Neste sentido, apresenta-se o Enunciado 363 do Tribunal Superior do Trabalho, asseverando que a contratação de servidor público sem prévia aprovação em concurso público somente confere ao empregado "o direito ao pagamento da contraprestação pactuada, em relação ao número de horas trabalhadas, respeitado o valor da hora do salário mínimo, e dos valores referentes aos depósitos do FGTS".

Do exposto acima, nota-se que o art. 37, § 2º, da CF/1988, orientado pela súmula mencionada, quando aplicado literal e genericamente, causa a firme impressão de garantir a ordem constitucional mediante a proteção dos princípios e interesses nela albergados. Entretanto, o que ocorre é a supressão dos direitos que a Lei Maior, em seu art. 7º, reconhece ao obreiro, como férias, gratificações natalinas, verbas rescisórias, FGTS e multa de 40% - nos casos de despedidas injustificadas, entre outros direitos fundamentais.

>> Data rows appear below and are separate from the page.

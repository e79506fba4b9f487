//! INSERT builder.

use jsonsql_types::{Dialect, ExprType};

use crate::ast::InsertQuery;
use crate::config::Config;
use crate::error::{Error, Result};
use crate::eval::check_insert_condition;
use crate::value::quote_identifier;

/// A parsed INSERT, ready for clause assembly.
#[derive(Debug, Clone)]
pub struct ParsedInsert {
    pub dialect: Dialect,
    pub table: String,
    pub columns: Vec<String>,
    pub values: Vec<String>,
}

/// Walks an INSERT query into a [`ParsedInsert`].
///
/// The column list is the row's keys as provided, followed by every declared
/// field of the table not present in the row, filled with NULL.
pub fn parse_insert_query(query: &InsertQuery, config: &Config) -> Result<ParsedInsert> {
    let table = config.table(&query.table)?;

    let mut columns = Vec::with_capacity(table.allowed_fields.len());
    let mut values = Vec::with_capacity(table.allowed_fields.len());
    for (name, scalar) in &query.new_row {
        let field = table.field(name).ok_or_else(|| {
            Error::schema(format!(
                "Field '{name}' is not allowed or does not exist in '{}'",
                query.table
            ))
        })?;
        let actual = scalar.expr_type();
        if actual == ExprType::Null {
            if !field.nullable {
                return Err(Error::type_mismatch(format!(
                    "Field '{name}' is not nullable, and cannot be set to NULL"
                )));
            }
        } else if !actual.matches(field.field_type.into()) {
            return Err(Error::type_mismatch(format!(
                "Field type mismatch for field '{name}': expected {}, got {actual}",
                field.field_type
            )));
        }
        columns.push(name.clone());
        values.push(scalar.to_sql(config.dialect)?);
    }

    for field in &table.allowed_fields {
        if !query.new_row.iter().any(|(name, _)| *name == field.name) {
            columns.push(field.name.clone());
            values.push("NULL".to_string());
        }
    }

    if let Some(condition) = &query.condition {
        check_insert_condition(condition, &query.table, &query.new_row, config)?;
    }

    Ok(ParsedInsert {
        dialect: config.dialect,
        table: query.table.clone(),
        columns,
        values,
    })
}

/// Assembles `INSERT INTO <T> ("c1", "c2", …) VALUES (v1, v2, …)`.
#[must_use]
pub fn compile_insert_query(parsed: &ParsedInsert) -> String {
    let columns: Vec<String> = parsed.columns.iter().map(|c| quote_identifier(c)).collect();
    format!(
        "INSERT INTO {} ({}) VALUES ({})",
        parsed.table,
        columns.join(", "),
        parsed.values.join(", ")
    )
}

/// Parses and compiles in one step.
pub fn build_insert_query(query: &InsertQuery, config: &Config) -> Result<String> {
    let parsed = parse_insert_query(query, config)?;
    let sql = compile_insert_query(&parsed);
    crate::trace_build!("insert", &sql);
    Ok(sql)
}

3. A INTERPRETAÇÃO SISTEMÁTICO-FINALISTA DA CARTA MAGNA: PONDERAÇÃO DE VALORES

Cumpre observar a nulidade dos contratos de trabalho desacompanhados de concurso público, tal como vem sendo concebida, apresenta-se como uma solução ao conflito entre o princípio da moralidade administrativa e o princípio da dignidade do obreiro, com exclusiva predominância do primeiro.

No entanto, é sabido de todos que o intérprete/aplicador da Lei não pode se deter à letra fria da Norma, tendo que desenvolver sua atividade hermenêutica por intermédio da conjugação dos programas interpretativos, de modo a manter a unidade da ordem constitucional e ao mesmo tempo atender a seus fins e princípios essenciais.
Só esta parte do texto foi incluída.